Containerized imports (furniture, electronics, consumer goods)
Retail inventory from Asian manufacturers
Auto parts and components
Raw materials for Georgia manufacturing
E-commerce inventory for Atlanta fulfillment centers
Home improvement and building products
Transit Times by Mode
| Mode | Estimated Transit |
|---|---|
| Drayage (port to DC) | Same day |
| FTL (single driver) | 4–5 hours |
| Intermodal (rail) | 1–2 days |
| LTL | 1–2 days |
Seasonal Freight Patterns
How freight volume and rates change throughout the year on this lane.
Spring (Mar–May)
Import volumes build as retailers stock for summer. Drayage rates begin climbing from Q1 lows. Port congestion minimal.
Summer (Jun–Aug)
Back-to-school inventory imports surge in July-August. Container vessel queues start forming at the port. Drayage rates up 10–15%.
Fall (Sep–Nov)
Peak import season. October and November see the highest container volumes as holiday inventory arrives. Drayage rates hit annual highs. I-16 congestion is significant.
Winter (Dec–Feb)
Sharp post-holiday volume decline. January is typically the softest month. Drayage carriers compete aggressively for loads, pushing rates down 15–25% from peak.
Origin Market: Savannah, GA
The Port of Savannah's Garden City Terminal is the fastest-growing major port in the US, with container volumes growing 15%+ year over year. The port's massive expansion (including the new Mason Mega Rail Terminal) has positioned Savannah as the primary East Coast import gateway for retailers who previously relied on the congested ports of New York/New Jersey and Los Angeles. Lower labor costs and faster truck turn times give Savannah a competitive edge.
Destination Market: Atlanta, GA
Atlanta's 2,500+ distribution centers make it the natural inland hub for Savannah port freight.

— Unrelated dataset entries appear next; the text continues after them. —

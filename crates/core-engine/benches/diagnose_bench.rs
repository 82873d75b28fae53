//! Full-pass benchmark over a busy 24-element slide (overlapping columns,
//! small fonts, one off-slide element) — the upper end of realistic input.

use criterion::{Criterion, criterion_group, criterion_main};

use core_config::EngineConfig;
use core_engine::diagnose;
use core_geometry::Rect;
use core_schema::{
    ComputedStyle, DomDocument, DomElement, ElementType, IrDocument, IrElement, IrLayout,
    SlideSize,
};
use serde_json::Value;

fn busy_slide() -> (DomDocument, IrDocument) {
    let mut dom_elements = Vec::new();
    let mut ir_elements = Vec::new();
    for i in 0..24usize {
        let eid = format!("e{i}");
        let col = (i % 4) as f64;
        let row = (i / 4) as f64;
        // Columns deliberately placed close enough that neighbours overlap.
        let bbox = Rect::new(40.0 + col * 290.0, 30.0 + row * 110.0, 320.0, 100.0);
        dom_elements.push(DomElement {
            eid: eid.clone(),
            bbox,
            safe_box: None,
            content_box: Some(Rect::new(bbox.x + 8.0, bbox.y + 8.0, 300.0, 80.0)),
            z_index: 0,
            computed: ComputedStyle {
                font_size: if i % 5 == 0 { 12.0 } else { 20.0 },
                line_height: 1.2,
            },
        });
        ir_elements.push(IrElement {
            eid,
            kind: match i % 4 {
                0 => ElementType::Title,
                1 => ElementType::Text,
                2 => ElementType::Bullets,
                _ => ElementType::Image,
            },
            priority: ((i * 7) % 101) as i64,
            content: Value::Null,
            layout: IrLayout {
                x: bbox.x,
                y: bbox.y,
                w: bbox.w,
                h: bbox.h,
                z_index: 0,
            },
            style: Default::default(),
            group: None,
        });
    }
    let mut dom = DomDocument {
        slide: SlideSize::default(),
        safe_padding: 8.0,
        elements: dom_elements,
    };
    dom.reconcile_safe_boxes();
    let ir = IrDocument {
        slide: SlideSize::default(),
        elements: ir_elements,
    };
    (dom, ir)
}

fn bench_diagnose(c: &mut Criterion) {
    let (dom, ir) = busy_slide();
    let cfg = EngineConfig::default();
    c.bench_function("diagnose_busy_slide", |b| {
        b.iter(|| diagnose(std::hint::black_box(&dom), std::hint::black_box(&ir), &cfg))
    });
}

criterion_group!(benches, bench_diagnose);
criterion_main!(benches);
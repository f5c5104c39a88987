use std::str::FromStr;
use std::time::Duration;

use serde::{Deserialize, Serialize};
use strum_macros::EnumString;
use tracing::warn;

/// Address the site ships with before the spreadsheet script is deployed.
pub const PLACEHOLDER_ENDPOINT: &str = "YOUR_GOOGLE_APPS_SCRIPT_URL_HERE";

/// Environment variables read by [`RegistrationConfig::from_env`].
pub const ENDPOINT_VAR: &str = "TECH_TRIAD_ENDPOINT";
pub const DELIVERY_VAR: &str = "TECH_TRIAD_DELIVERY";
pub const TIMEOUT_VAR: &str = "TECH_TRIAD_TIMEOUT_SECS";

/// How a transmission is judged to have succeeded.
#[derive(
    Debug,
    Default,
    Clone,
    Copy,
    PartialEq,
    Eq,
    Serialize,
    Deserialize,
    EnumString,
    strum_macros::Display,
)]
#[strum(serialize_all = "lowercase", ascii_case_insensitive)]
#[serde(rename_all = "lowercase")]
pub enum DeliveryMode {
    /// Require a 2xx status and no `"result": "error"` in the reply.
    #[default]
    Acknowledged,
    /// Fire and forget; only a transport failure counts as an error.
    Opaque,
}

/// Where and how registrations are sent.
#[derive(Debug, Clone, PartialEq, Eq, Serialize, Deserialize)]
pub struct RegistrationConfig {
    pub endpoint: String,
    pub delivery: DeliveryMode,
    pub timeout: Option<Duration>,
}

impl Default for RegistrationConfig {
    fn default() -> Self {
        Self {
            endpoint: PLACEHOLDER_ENDPOINT.to_string(),
            delivery: DeliveryMode::default(),
            timeout: None,
        }
    }
}

impl RegistrationConfig {
    /// Send to `endpoint` with acknowledged delivery and no timeout.
    pub fn new(endpoint: impl Into<String>) -> Self {
        Self {
            endpoint: endpoint.into(),
            ..Self::default()
        }
    }

    /// Choose how a transmission is judged to have succeeded.
    pub fn with_delivery(mut self, delivery: DeliveryMode) -> Self {
        self.delivery = delivery;
        self
    }

    /// Abort a request that takes longer than `timeout`.
    pub fn with_timeout(mut self, timeout: Duration) -> Self {
        self.timeout = Some(timeout);
        self
    }

    /// Read the configuration from the process environment.
    ///
    /// Missing variables keep their defaults. Unparseable delivery modes and
    /// timeouts are logged and ignored.
    pub fn from_env() -> Self {
        Self::from_lookup(|key| std::env::var(key).ok())
    }

    fn from_lookup(lookup: impl Fn(&str) -> Option<String>) -> Self {
        let mut config = Self::default();
        if let Some(endpoint) = lookup(ENDPOINT_VAR) {
            config.endpoint = endpoint.trim().to_string();
        }
        if let Some(raw) = lookup(DELIVERY_VAR) {
            match DeliveryMode::from_str(raw.trim()) {
                Ok(mode) => config.delivery = mode,
                Err(_) => warn!(value = %raw, "unknown delivery mode, keeping default"),
            }
        }
        if let Some(raw) = lookup(TIMEOUT_VAR) {
            match raw.trim().parse::<u64>() {
                Ok(secs) if secs > 0 => config.timeout = Some(Duration::from_secs(secs)),
                _ => warn!(value = %raw, "invalid timeout, ignoring"),
            }
        }
        config
    }

    /// Whether the endpoint is a real address, not blank or the placeholder.
    pub fn is_configured(&self) -> bool {
        is_configured(&self.endpoint)
    }
}

/// Whether `endpoint` is a real address rather than blank or the placeholder.
pub fn is_configured(endpoint: &str) -> bool {
    let endpoint = endpoint.trim();
    !endpoint.is_empty() && endpoint != PLACEHOLDER_ENDPOINT
}

#[cfg(test)]
mod tests {
    use std::collections::HashMap;

    use super::*;

    fn lookup_from(pairs: &[(&str, &str)]) -> impl Fn(&str) -> Option<String> {
        let map: HashMap<String, String> = pairs
            .iter()
            .map(|(k, v)| (k.to_string(), v.to_string()))
            .collect();
        move |key| map.get(key).cloned()
    }

    #[test]
    fn test_default_is_unconfigured() {
        let config = RegistrationConfig::default();
        assert!(!config.is_configured());
        assert_eq!(config.delivery, DeliveryMode::Acknowledged);
        assert!(!is_configured("   "));
    }

    #[test]
    fn test_from_lookup() {
        let config = RegistrationConfig::from_lookup(lookup_from(&[
            (ENDPOINT_VAR, " https://script.google.com/macros/s/abc/exec "),
            (DELIVERY_VAR, "Opaque"),
            (TIMEOUT_VAR, "15"),
        ]));
        assert_eq!(config.endpoint, "https://script.google.com/macros/s/abc/exec");
        assert!(config.is_configured());
        assert_eq!(config.delivery, DeliveryMode::Opaque);
        assert_eq!(config.timeout, Some(Duration::from_secs(15)));
    }

    #[test]
    fn test_from_lookup_ignores_garbage() {
        let config = RegistrationConfig::from_lookup(lookup_from(&[
            (DELIVERY_VAR, "carrier-pigeon"),
            (TIMEOUT_VAR, "soon"),
        ]));
        assert_eq!(config, RegistrationConfig::default());
    }
}
use itertools::Itertools;

use super::{button, escape};
use crate::model::{EventIcon, EventRecord, SiteInfo, Sponsor};
use crate::site::Action;

const ICON_SVG_OPEN: &str = r#"<svg xmlns="http://www.w3.org/2000/svg" class="icon" fill="none" viewBox="0 0 24 24" stroke="currentColor" stroke-width="2">"#;

/// Inline SVG for an event icon.
pub fn icon(icon: EventIcon) -> String {
    let path = match icon {
        EventIcon::Lightbulb => "M9.663 17h4.673M12 3v1m6.364 1.636l-.707.707M21 12h-1M4 12H3m3.343-5.657l-.707-.707m2.828 9.9a5 5 0 117.072 0l-.548.547A3.374 3.374 0 0014 18.469V19a2 2 0 11-4 0v-.531c0-.895-.356-1.754-.988-2.386l-.548-.547z",
        EventIcon::Code => "M10 20l4-16m4 4l4 4-4 4M6 16l-4-4 4-4",
        EventIcon::ChartBar => "M9 19v-6a2 2 0 00-2-2H5a2 2 0 00-2 2v6a2 2 0 002 2h2a2 2 0 002-2zm0 0V9a2 2 0 012-2h2a2 2 0 012 2v10m-6 0a2 2 0 002 2h2a2 2 0 002-2m0 0V5a2 2 0 012-2h2a2 2 0 012 2v14a2 2 0 01-2 2h-2a2 2 0 01-2-2z",
    };
    format!(
        r#"<span class="icon icon-{icon}">{ICON_SVG_OPEN}<path stroke-linecap="round" stroke-linejoin="round" d="{path}"/></svg></span>"#
    )
}

pub fn header(info: &SiteInfo) -> String {
    format!(
        concat!(
            r#"<header class="site-header"><div class="organisers">"#,
            "<h3>{institution}</h3><h4>{department}</h4>",
            r#"<p class="presenter">{presenter}</p></div>"#,
            "<h1>{name}</h1>",
            r#"<p class="tagline">"{tagline}"</p>"#,
            r#"<div class="date">📅 {date}</div></header>"#
        ),
        institution = escape(info.institution),
        department = escape(info.department),
        presenter = escape(info.presenter),
        name = escape(info.event_name),
        tagline = escape(info.tagline),
        date = escape(info.date),
    )
}

pub fn event_card(event: &EventRecord) -> String {
    format!(
        concat!(
            r#"<article class="event-card" data-event="{id}">"#,
            "{icon}<h3>{title}</h3>",
            r#"<p class="tagline">"{description}"</p>"#,
            r#"<div class="actions">{details}{register}</div></article>"#
        ),
        id = escape(event.id),
        icon = icon(event.icon),
        title = escape(event.title),
        description = escape(event.description),
        details = button(
            "secondary",
            &Action::ViewDetails(event.id.to_string()),
            false,
            "View Details"
        ),
        register = button(
            "primary",
            &Action::Register(event.id.to_string()),
            false,
            "Register Now"
        ),
    )
}

fn section(title: &str, body: &str) -> String {
    format!(
        r#"<div class="detail-section"><h4>{}</h4>{body}</div>"#,
        escape(title)
    )
}

fn bullet_list(items: &[&str]) -> String {
    format!(
        "<ul>{}</ul>",
        items
            .iter()
            .map(|item| format!("<li>{}</li>", escape(item)))
            .join("")
    )
}

fn labelled(label: &str, value: &str) -> String {
    format!("<p><strong>{label}:</strong> {value}</p>")
}

pub fn event_details(event: &EventRecord, info: &SiteInfo) -> String {
    let details = &event.details;

    let mut about = section(
        "About the Event",
        &format!("<p>{}</p>", escape(details.long_description)),
    );
    if let Some(themes) = details.themes {
        about.push_str(&section("Themes", &bullet_list(themes)));
    }
    if let Some(guidelines) = details.guidelines {
        about.push_str(&section("Guidelines", &bullet_list(guidelines)));
    }
    about.push_str(&section("How It Works", &bullet_list(details.how_it_works)));

    let event_info = [
        labelled("Team Size", &escape(details.team_size)),
        labelled("Registration Fee", &escape(details.registration_fee)),
    ]
    .concat();
    let prize = [
        labelled(
            "Total Prize",
            &format!(r#"<span class="prize-total">{}</span>"#, escape(details.prize.total)),
        ),
        labelled("Winner", &escape(details.prize.winner)),
        labelled("Runner Up", &escape(details.prize.runner)),
    ]
    .concat();
    let email = escape(details.contact.email);
    let contact = [
        labelled("Phone", &escape(&details.contact.phones.iter().join(" / "))),
        labelled("Email", &format!(r#"<a href="mailto:{email}">{email}</a>"#)),
    ]
    .concat();

    format!(
        concat!(
            r#"<article class="event-details" data-event="{id}">"#,
            r#"<div class="heading"><div><h2>{title}</h2><p class="tagline">"{description}"</p></div>"#,
            r#"<div class="when"><p class="date">{date}</p><p class="venue">{venue}</p></div></div>"#,
            r#"<div class="columns"><div class="column">{about}</div>"#,
            r#"<div class="column">{info}{prize}{contact}<div class="register">{register}</div></div>"#,
            "</div></article>"
        ),
        id = escape(event.id),
        title = escape(event.title),
        description = escape(event.description),
        date = escape(info.date),
        venue = escape(info.venue),
        about = about,
        info = section("Event Info", &event_info),
        prize = section("Prize Pool", &prize),
        contact = section("Contact", &contact),
        register = button(
            "primary",
            &Action::Register(event.id.to_string()),
            false,
            &format!("Register for {}", escape(event.title))
        ),
    )
}

pub fn sponsors(sponsors: &[Sponsor]) -> String {
    let logos = sponsors
        .iter()
        .map(|sponsor| {
            format!(
                r#"<div class="sponsor"><img src="{}" alt="{} Logo"></div>"#,
                escape(sponsor.logo_url),
                escape(sponsor.name)
            )
        })
        .join("");
    format!(
        r#"<section id="sponsors" class="sponsors"><h2>Our Sponsors</h2><div class="sponsor-grid">{logos}</div></section>"#
    )
}

pub fn scroll_to_top_button(visible: bool) -> String {
    let class = if visible {
        "scroll-top visible"
    } else {
        "scroll-top hidden"
    };
    let arrow = format!(
        r#"{ICON_SVG_OPEN}<path stroke-linecap="round" stroke-linejoin="round" d="M5 15l7-7 7 7"/></svg>"#
    );
    button(class, &Action::ScrollToTop, false, &arrow).replacen(
        "<button ",
        r#"<button aria-label="Scroll to top" "#,
        1,
    )
}

pub fn footer(info: &SiteInfo, year: i32) -> String {
    format!(
        "<footer><p>&copy; {year} {}. All rights reserved.</p></footer>",
        escape(info.organiser)
    )
}

#[cfg(test)]
mod tests {
    use scraper::{Html, Selector};

    use super::*;
    use crate::catalog::{find_event, SITE, SPONSORS};

    fn texts(html: &str, selector: &str) -> Vec<String> {
        let fragment = Html::parse_fragment(html);
        let selector = Selector::parse(selector).unwrap();
        fragment
            .select(&selector)
            .map(|e| e.text().collect::<String>())
            .collect()
    }

    #[test]
    fn test_event_card() {
        let html = event_card(find_event("datathon").unwrap());
        assert_eq!(texts(&html, "h3"), ["Datathon"]);
        assert_eq!(texts(&html, "button"), ["View Details", "Register Now"]);
        assert!(html.contains(r#"data-action="view-details" data-target="datathon""#));
        assert!(html.contains("icon-chart-bar"));
    }

    #[test]
    fn test_event_details_sections() {
        let ideathon = event_details(find_event("ideathon").unwrap(), &SITE);
        let headings = texts(&ideathon, ".detail-section h4");
        assert!(headings.contains(&"Themes".to_string()));
        assert!(!headings.contains(&"Guidelines".to_string()));

        let hackathon = event_details(find_event("hackathon").unwrap(), &SITE);
        let headings = texts(&hackathon, ".detail-section h4");
        assert_eq!(
            headings,
            [
                "About the Event",
                "Guidelines",
                "How It Works",
                "Event Info",
                "Prize Pool",
                "Contact"
            ]
        );
        assert!(hackathon.contains("+91 8431614069 / +91 9446114441"));
        assert!(hackathon.contains(r#"href="mailto:iseinnovisions@gmail.com""#));
        assert_eq!(texts(&hackathon, ".prize-total"), ["₹40,000"]);
    }

    #[test]
    fn test_sponsors() {
        let html = sponsors(&SPONSORS);
        let fragment = Html::parse_fragment(&html);
        let img = Selector::parse("img").unwrap();
        let alts: Vec<_> = fragment
            .select(&img)
            .filter_map(|e| e.value().attr("alt"))
            .collect();
        assert_eq!(alts.len(), 5);
        assert_eq!(alts[1], "JPQ TECH BOOTCAMP Logo");
    }

    #[test]
    fn test_scroll_button_visibility() {
        assert!(scroll_to_top_button(true).contains("scroll-top visible"));
        assert!(scroll_to_top_button(false).contains("scroll-top hidden"));
        assert!(scroll_to_top_button(false).contains(r#"data-action="scroll-to-top""#));
    }

    #[test]
    fn test_header_escapes() {
        let html = header(&SITE);
        assert!(html.contains("INFORMATION SCIENCE &amp; ENGINEERING"));
        assert_eq!(texts(&html, "h1"), ["TECH TRIAD 2025"]);
    }
}
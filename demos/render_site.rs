use tech_triad::{Action, Effect, RegistrationClient, RegistrationConfig, Screenshot, Site};

/// Render the landing page, then walk one registration through the modal.
///
/// Set `TECH_TRIAD_ENDPOINT` to a deployed script URL to actually submit;
/// with the placeholder the modal ends in the "setup incomplete" error.
#[tokio::main]
async fn main() {
    let config = RegistrationConfig::from_env();
    let client = RegistrationClient::new(config.clone()).unwrap();
    let mut site = Site::new(config.endpoint);

    std::fs::create_dir_all("site").unwrap();
    std::fs::write("site/index.html", site.render()).unwrap();
    println!("Wrote site/index.html");

    site.dispatch(Action::Register("hackathon".to_string()));
    let workflow = site.registration_mut().unwrap();
    workflow.update_field_by_name("teamName", "Alpha").unwrap();
    workflow.set_participant(0, "A. Singh");
    workflow.update_field_by_name("contactEmail", "alpha@example.com").unwrap();
    workflow.update_field_by_name("contactPhone", "+91 9000000000").unwrap();
    workflow.update_field_by_name("transactionId", "UTR123").unwrap();
    workflow.attach_screenshot(Screenshot::from_bytes("pay.png", vec![0x89, b'P', b'N', b'G']));
    site.dispatch(Action::Review);

    if let Effect::Submit(pending) = site.dispatch(Action::Confirm) {
        let outcome = pending.send(&client).await;
        site.finish_submission(pending.ticket(), outcome);
    }

    let state = site.registration().unwrap().state();
    println!("Registration ended in state {}", state.as_ref());
    if let Some(message) = state.error_message() {
        println!("  {message}");
    }
    std::fs::write("site/registration.html", site.render()).unwrap();
    println!("Wrote site/registration.html");
}
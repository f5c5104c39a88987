use crate::model::{Contact, EventDetails, EventIcon, EventRecord, Prize, SiteInfo, Sponsor};

const CONTACT_EMAIL: &str = "iseinnovisions@gmail.com";

pub static SITE: SiteInfo = SiteInfo {
    event_name: "TECH TRIAD 2025",
    tagline: "SPARK CREATIVITY, DRIVE POSSIBILITY",
    date: "12TH NOVEMBER 2025",
    venue: "A- BLOCK SEMINAR HALL",
    institution: "DAYANANDA SAGAR ACADEMY OF TECHNOLOGY AND MANAGEMENT",
    department: "DEPARTMENT OF INFORMATION SCIENCE & ENGINEERING",
    presenter: "INNOVISIONS Presents",
    organiser: "Innovisions, DSATM",
};

pub static EVENTS: [EventRecord; 3] = [
    EventRecord {
        id: "ideathon",
        title: "Ideathon",
        description: "INNOVATION STARTS HERE!",
        icon: EventIcon::Lightbulb,
        details: EventDetails {
            long_description: "Use your creativity, research, and critical thinking skills to develop innovative concepts and business models.",
            themes: Some(&[
                "Smart City and Urban Development",
                "Smart Manufacturing-IOT and Automation",
                "EduTech-AI driven Learning solutions",
                "AI in Healthcare",
                "Safe and Secure Banking Application through Cyber Security",
                "Open Theme: To solve a real world problem",
            ]),
            guidelines: None,
            how_it_works: &[
                "All participants must adhere to a code of conduct promoting respect, inclusivity, and professionalism.",
                "Ideation sessions will have specific activities or challenges with a dedicated Pitching Session.",
                "Proposed solutions must be original and should not violate any intellectual property rights.",
                "Evaluation will be based on creativity, feasibility, market potential, clarity of the pitch, and overall uniqueness of the concept.",
                "Meals (Lunch) as well as snacks will be provided for registered participants in the duration of the ideathon.",
            ],
            team_size: "2-4 Members",
            registration_fee: "₹200 / Team",
            prize: Prize {
                total: "₹22,000",
                winner: "₹15,000",
                runner: "₹7,000",
            },
            contact: Contact {
                phones: &["+91 7760822596", "+91 6300628364"],
                email: CONTACT_EMAIL,
            },
        },
    },
    EventRecord {
        id: "hackathon",
        title: "Hackathon",
        description: "PUSH LIMITS, SOLVE PROBLEMS, AND SHOWCASE YOUR CODING GENIUS.",
        icon: EventIcon::Code,
        details: EventDetails {
            long_description: "Use your creativity and coding skills to develop innovative solutions. Problem statements will be revealed at the start of the hackathon.",
            themes: None,
            guidelines: Some(&["12 Hour Hackathon", "Bring fully charged laptops"]),
            how_it_works: &[
                "All participants must adhere to a code of conduct promoting respect, inclusivity, and professionalism.",
                "The format will be announced at the start of the event. All code must be written during the competition period.",
                "Applications developed must be original and should not violate any intellectual property rights.",
                "Evaluation will be based on creativity, uniqueness, design, and overall execution.",
                "Meals (breakfast and lunch) as well as snacks will be provided for registered participants in the duration of hackathon.",
            ],
            team_size: "2-4 Members",
            registration_fee: "₹300 / Team",
            prize: Prize {
                total: "₹40,000",
                winner: "₹30,000",
                runner: "₹10,000",
            },
            contact: Contact {
                phones: &["+91 8431614069", "+91 9446114441"],
                email: CONTACT_EMAIL,
            },
        },
    },
    EventRecord {
        id: "datathon",
        title: "Datathon",
        description: "MODEL THE FUTURE. SOLVE WITH INSIGHT WIN.",
        icon: EventIcon::ChartBar,
        details: EventDetails {
            long_description: "Use your creativity and coding skills to develop innovative data solutions. Problem Statements and associated data will be revealed at the start of the event.",
            themes: None,
            guidelines: Some(&[
                "12 Hour Datathon",
                "Bring fully charged laptops with extensions",
            ]),
            how_it_works: &[
                "All code must be written during the competition period and applications developed must be original.",
                "Solutions must be original and should not violate any intellectual property rights.",
                "The precise format will be announced at the start of the event.",
                "All participants must adhere to a Code of Conduct promoting respect, inclusivity, and professionalism.",
                "Judging will be based on creativity, uniqueness, design, and overall execution.",
                "Meals (breakfast and lunch) and snacks will be provided for all registered participants throughout the event's duration.",
            ],
            team_size: "2-4 Members",
            registration_fee: "₹150 / Team",
            prize: Prize {
                total: "₹15,000",
                winner: "₹10,000",
                runner: "₹5,000",
            },
            contact: Contact {
                phones: &["+91 7760822596", "+91 6300628364"],
                email: CONTACT_EMAIL,
            },
        },
    },
];

pub static SPONSORS: [Sponsor; 5] = [
    Sponsor {
        name: "Synolase",
        logo_url: "https://placehold.co/150x80/1B2735/FFFFFF?text=Synolase",
    },
    Sponsor {
        name: "JPQ TECH BOOTCAMP",
        logo_url: "https://placehold.co/150x80/1B2735/FFFFFF?text=JPQ+TECH",
    },
    Sponsor {
        name: "smart Desert",
        logo_url: "https://placehold.co/150x80/1B2735/FFFFFF?text=smart+Desert",
    },
    Sponsor {
        name: "unacademy",
        logo_url: "https://placehold.co/150x80/1B2735/FFFFFF?text=unacademy",
    },
    Sponsor {
        name: "IMPERIAL Overseas",
        logo_url: "https://placehold.co/150x80/1B2735/FFFFFF?text=IMPERIAL",
    },
];

/// All events, in display order.
pub fn events() -> &'static [EventRecord] {
    &EVENTS
}

pub fn find_event(id: &str) -> Option<&'static EventRecord> {
    EVENTS.iter().find(|e| e.id == id)
}

pub fn sponsors() -> &'static [Sponsor] {
    &SPONSORS
}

Major retailers (Home Depot HQ, UPS, Walmart, Target) operate massive DCs in the Atlanta metro that receive containerized imports from Savannah and redistribute them across the Southeast. The Atlanta-Savannah supply chain is one of the most efficient port-to-DC corridors in the country.
Backhaul & Return Loads
Eastbound backhaul from Atlanta to Savannah primarily consists of empty containers returning to the port for export loading or repositioning. Some agricultural exports (cotton, peanuts, kaolin clay) and forest products move eastbound to the port, but volumes are a fraction of the westbound import flow. Carriers should expect significantly lower eastbound rates — drayage economics on this lane are fundamentally inbound-biased.
Savannah, GA to Atlanta, GA Freight FAQs
What is drayage and how does it work on the Savannah-to-Atlanta lane?
Drayage is the short-haul trucking of shipping containers between a port and an inland destination (typically a warehouse or rail terminal). On the Savannah-to-Atlanta lane, drayage carriers pick up containers at the Garden City Terminal, drive them 250 miles to Atlanta-area DCs on I-16/I-75, and return with empty containers. Many carriers make round trips daily.
How has the Port of Savannah's growth affected freight on this lane?
Port of Savannah container volumes have more than doubled since 2015, growing from 3.7M TEUs to over 5.5M TEUs. This growth has made the Savannah-to-Atlanta lane one of the highest-volume drayage corridors in the country. More containers means more trucks on I-16, which has driven infrastructure investments but also increased congestion.
Is rail intermodal available from Savannah to Atlanta?
Yes. The Mason Mega Rail Terminal at the Port of Savannah can handle 1 million container lifts annually. Norfolk Southern and CSX both offer intermodal service from Savannah to Atlanta's inland terminals. Rail intermodal is typically used for overflow volume or when truck drayage rates spike during peak season.
What are the port congestion risks on this lane?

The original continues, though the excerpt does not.